Segment Open

// Layerz Cell Actions
// The closed set of operations a (layer, keycode) cell can perform.

use std::io;

use crate::Key;

/// Side-effecting function attached to a `Hook` cell. Invoked on press
/// only; a returned error is logged and swallowed.
pub type HookFn = fn() -> io::Result<()>;

/// What a single layer cell does when its key is struck.
///
/// Closed sum type: adding an action is a deliberate change to the engine,
/// not an extension point.
#[derive(Debug, Clone, Copy, PartialEq)]
pub enum Action {
    /// Emit one key with the incoming value, rewritten code.
    Tap { key: Key },
    /// Chord a modifier around the key: modifier press, key press, then
    /// the modifier is released after one event of lookahead so it never
    /// leaks onto the following key.
    ModTap { key: Key, modifier: Key },
    /// Switch the active layer on press; pressing again on the target
    /// layer reverts to the base layer.
    LayerToggle { layer: u8 },
    /// Tap the key when released quickly with nothing in between,
    /// otherwise activate `layer` for the duration of the hold.
    LayerHold { key: Key, layer: u8, delay_ms: u32 },
    /// Swallow the event.
    Disabled,
    /// Defer to the base layer's action at this keycode.
    Transparent,
    /// Invoke a user function on press; emit nothing.
    Hook { hook: HookFn },
    /// Emit relative-motion events on the given REL_* axis.
    MouseMove { axis: u16, step_x: i32, step_y: i32 },
}

impl Action {
    pub fn is_transparent(&self) -> bool {
        matches!(self, Action::Transparent)
    }
}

Segment Closed

◆ **ASSIGNED TASK**: In full and word for word, output the entries.

◆ **SOLUTION TO THE EXERCISE**:
// Layerz Cell Actions
// The closed set of operations a (layer, keycode) cell can perform.

use std::io;

use crate::Key;

/// Side-effecting function attached to a `Hook` cell. Invoked on press
/// only; a returned error is logged and swallowed.
pub type HookFn = fn() -> io::Result<()>;

/// What a single layer cell does when its key is struck.
///
/// Closed sum type: adding an action is a deliberate change to the engine,
/// not an extension point.
#[derive(Debug, Clone, Copy, PartialEq)]
pub enum Action {
    /// Emit one key with the incoming value, rewritten code.
    Tap { key: Key },
    /// Chord a modifier around the key: modifier press, key press, then
    /// the modifier is released after one event of lookahead so it never
    /// leaks onto the following key.
    ModTap { key: Key, modifier: Key },
    /// Switch the active layer on press; pressing again on the target
    /// layer reverts to the base layer.
    LayerToggle { layer: u8 },
    /// Tap the key when released quickly with nothing in between,
    /// otherwise activate `layer` for the duration of the hold.
    LayerHold { key: Key, layer: u8, delay_ms: u32 },
    /// Swallow the event.
    Disabled,
    /// Defer to the base layer's action at this keycode.
    Transparent,
    /// Invoke a user function on press; emit nothing.
    Hook { hook: HookFn },
    /// Emit relative-motion events on the given REL_* axis.
    MouseMove { axis: u16, step_x: i32, step_y: i32 },
}

impl Action {
    pub fn is_transparent(&self) -> bool {
        matches!(self, Action::Transparent)
    }
}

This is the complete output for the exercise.